Miss Knightley looked at it warily. “What is it?”
“Port.”
She shrank back in the armchair and shook her head. “No, thank you.”
“Just a few mouthfuls,” Adam said patiently. “It’ll help you relax.”
“I don’t drink alcohol,” she said. “Ever.”
“Why not?” he asked, perplexed.
“My mother drank,” Miss Knightley said in a flat voice. “In the end, she couldn’t live without it. She needed alcohol more than food, more than air itself.”
“I see.” Adam placed the glass on the mantelpiece. “I beg your pardon.” He was at a loss. Now what?
He looked around him. The bedchamber was filled with candlelight and firelight and shadows. The four-poster bed with its heavy canopy of damask silk looked vaguely tomb-like.
Adam turned his back to it. How to get her to relax? Standing over her certainly wasn’t going to accomplish that. He sat down on the rug beside the fire, leaned back against the footstool, and tried to look comfortable. “What are you reading?”
Miss Knightley moistened her lips. “Northanger Abbey.”
“Is it good?”
She nodded. “You may read it if you like.” She politely held out the book.
Adam accepted it. Now what? he asked himself, turning the book over in his hands. He needed a subject that would get her talking. “You play the pianoforte extraordinary well.”
“Thank you.”
For a moment there was an awkward silence. Adam looked at her in frustration. Firelight gilded her hair and played across her pale cheek. Talk to me, Miss Knightley.
As if she had heard him, Arabella Knightley said, “My mother taught me how to play. Music was her passion. She played much better than I do.”
Adam placed the book on the floor. “She must have been very gifted.”
Arabella Knightley nodded. She looked at the fire. “Mother insisted there was always a piano in the houses we were in, and after . . . after Lord Crowe, when we were in Whitechapel, she found one in a church.” She glanced at him. “Every week we’d clean the church, and afterwards my mother was allowed to play the piano.” She smiled faintly. “And after she’d played, she taught me. We had two pieces of music: a prelude by Bach, and one of Handel’s airs.” The smile faded. “I still have them.”
“The piece you played tonight, is that one of them?”
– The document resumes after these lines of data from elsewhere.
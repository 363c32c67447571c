use burn::{
    nn::{
        conv::{Conv2d, Conv2dConfig},
        PaddingConfig2d,
    },
    prelude::*,
    tensor::activation::sigmoid,
};

use crate::conv_block::{ConvBlock, ConvBlockConfig, UpConvBlock, UpConvBlockConfig};
use crate::encoder::{EncoderFeatures, NUM_STAGES, STAGE_DEPTHS, STAGE_WIDTHS};
use crate::error::SegnetError;

/// Per-pixel maps produced by the decoder: raw logits and their sigmoid.
#[derive(Debug, Clone)]
pub struct SegnetOutput<B: Backend> {
    /// Unbounded class scores, `[batch, out_channels, height, width]`.
    pub logits: Tensor<B, 4>,
    /// `sigmoid(logits)`, same shape.
    pub probabilities: Tensor<B, 4>,
}

/// One decoder stage: upsample the incoming tensor, concatenate the matching
/// skip tensor, then convolve back to the stage width.
#[derive(Module, Debug)]
pub struct DecoderStage<B: Backend> {
    up: UpConvBlock<B>,
    convs: Vec<ConvBlock<B>>,
    skip_channels: usize,
}

impl<B: Backend> DecoderStage<B> {
    /// `stage` is only used to name the stage in shape errors.
    pub fn forward(
        &self,
        stage: usize,
        x: Tensor<B, 4>,
        skip: Tensor<B, 4>,
    ) -> Result<Tensor<B, 4>, SegnetError> {
        let upsampled = self.up.forward(x);

        let [batch, _, height, width] = upsampled.dims();
        if skip.dims() != [batch, self.skip_channels, height, width] {
            return Err(SegnetError::SkipMismatch {
                stage,
                upsampled: upsampled.dims(),
                skip: skip.dims(),
            });
        }

        // Upsampled channels come first; the first conv's kernel layout
        // depends on this order.
        let mut x = Tensor::cat(vec![upsampled, skip], 1);
        for conv in &self.convs {
            x = conv.forward(x);
        }
        Ok(x)
    }
}

#[derive(Config, Debug)]
pub struct DecoderStageConfig {
    in_channels: usize,
    skip_channels: usize,
    out_channels: usize,
    depth: usize,
}

impl DecoderStageConfig {
    pub fn init<B: Backend>(&self, device: &B::Device) -> DecoderStage<B> {
        let up_channels = self.in_channels / 2;

        let mut convs = Vec::with_capacity(self.depth);
        let mut in_channels = up_channels + self.skip_channels;
        for _ in 0..self.depth {
            convs.push(ConvBlockConfig::new(in_channels, self.out_channels).init(device));
            in_channels = self.out_channels;
        }

        DecoderStage {
            up: UpConvBlockConfig::new(self.in_channels, up_channels).init(device),
            convs,
            skip_channels: self.skip_channels,
        }
    }
}

/// Five-stage convolutional decoder mirroring [`crate::encoder::Encoder`],
/// ending in a 3x3 logit head and sigmoid probabilities.
#[derive(Module, Debug)]
pub struct Decoder<B: Backend> {
    /// Indexed like the skips: stage 0 runs at full resolution. Forward
    /// walks them innermost-first.
    stages: Vec<DecoderStage<B>>,
    out_conv: Conv2d<B>,
    bottleneck_channels: usize,
}

#[derive(Config, Debug)]
pub struct DecoderConfig {
    /// Must match the encoder's `base_channels`.
    pub base_channels: usize,
    /// Channels of the produced maps, one per predicted class.
    pub out_channels: usize,
}

impl DecoderConfig {
    /// Initialize a decoder.
    pub fn init<B: Backend>(&self, device: &B::Device) -> Result<Decoder<B>, SegnetError> {
        if self.base_channels == 0 {
            return Err(SegnetError::ZeroChannels {
                name: "base_channels",
            });
        }
        if self.out_channels == 0 {
            return Err(SegnetError::ZeroChannels {
                name: "out_channels",
            });
        }

        let mut stages = Vec::with_capacity(NUM_STAGES);
        for (stage, (width, depth)) in STAGE_WIDTHS.iter().zip(STAGE_DEPTHS).enumerate() {
            let skip_channels = width * self.base_channels;
            // Stage 4 consumes the bottleneck, which shares its width.
            let in_channels = STAGE_WIDTHS[(stage + 1).min(NUM_STAGES - 1)] * self.base_channels;
            stages.push(
                DecoderStageConfig::new(in_channels, skip_channels, skip_channels, depth)
                    .init(device),
            );
        }

        Ok(Decoder {
            stages,
            out_conv: Conv2dConfig::new([self.base_channels, self.out_channels], [3, 3])
                .with_padding(PaddingConfig2d::Same)
                .init(device),
            bottleneck_channels: STAGE_WIDTHS[NUM_STAGES - 1] * self.base_channels,
        })
    }
}

impl<B: Backend> Decoder<B> {
    /// Consumes an encoder bundle and produces the output maps.
    ///
    /// Every tensor in the bundle is checked against what its stage expects,
    /// so a bundle from an encoder with a different `base_channels` (or a
    /// hand-altered one) fails with a shape error instead of deep inside a
    /// convolution.
    pub fn forward(&self, features: EncoderFeatures<B>) -> Result<SegnetOutput<B>, SegnetError> {
        let EncoderFeatures { skips, bottleneck } = features;

        let shape = bottleneck.dims();
        if shape[1] != self.bottleneck_channels {
            return Err(SegnetError::BottleneckChannels {
                shape,
                expected: self.bottleneck_channels,
            });
        }

        let mut x = bottleneck;
        for (stage, (block, skip)) in self.stages.iter().zip(skips).enumerate().rev() {
            x = block.forward(stage, x, skip)?;
        }

        let logits = self.out_conv.forward(x);
        let probabilities = sigmoid(logits.clone());
        Ok(SegnetOutput {
            logits,
            probabilities,
        })
    }
}
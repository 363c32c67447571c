use burn::prelude::*;

use crate::decoder::{Decoder, DecoderConfig, SegnetOutput};
use crate::encoder::{Encoder, EncoderConfig};
use crate::error::SegnetError;

/// The full encoder-decoder network.
///
/// A forward pass is pure: parameters are only read, so one model value can
/// serve concurrent passes, and the same input always produces the same maps.
#[derive(Module, Debug)]
pub struct Segnet<B: Backend> {
    pub encoder: Encoder<B>,
    pub decoder: Decoder<B>,
}

impl<B: Backend> Segnet<B> {
    /// Maps `[batch, in_channels, height, width]` images to logits and
    /// probabilities of the same spatial size.
    pub fn forward(&self, input: Tensor<B, 4>) -> Result<SegnetOutput<B>, SegnetError> {
        let features = self.encoder.forward(input)?;
        self.decoder.forward(features)
    }
}

#[derive(Debug, Clone, serde::Serialize, serde::Deserialize)]
pub struct SegnetConfig {
    encoder: EncoderConfig,
    decoder: DecoderConfig,
}

impl SegnetConfig {
    /// Builds matching encoder and decoder configs around one shared
    /// `base_channels`.
    pub fn new(in_channels: usize, base_channels: usize, out_channels: usize) -> SegnetConfig {
        SegnetConfig {
            encoder: EncoderConfig::new(in_channels, base_channels),
            decoder: DecoderConfig::new(base_channels, out_channels),
        }
    }

    /// Initialize the network.
    pub fn init<B: Backend>(&self, device: &B::Device) -> Result<Segnet<B>, SegnetError> {
        Ok(Segnet {
            encoder: self.encoder.init(device)?,
            decoder: self.decoder.init(device)?,
        })
    }
}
Miss Knightley shook her head. “That was Beethoven. I like Beethoven. His music has been . . . a very good friend to me.”
“How?”
“Oh . . .” She grimaced. “My mother made me promise, before she sent me to Westwick Hall, that I would never lose my temper, or sulk or cry or behave badly in any way. Sometimes it was a difficult promise to keep.”
“I can imagine it was.”
Miss Knightley nodded. “When it was particularly hard, I played Beethoven.” She glanced at him, with almost a hint of mischief in her eyes. “Beethoven is very good to play when one is angry.”
“Is it?” he said, amused.
Miss Knightley nodded again. She smoothed her nightgown over her knees and fingered a fold of cambric. “Beethoven is also why my grandfather made me heir to his fortune.”
Adam’s eyebrows rose. “Beethoven? How?”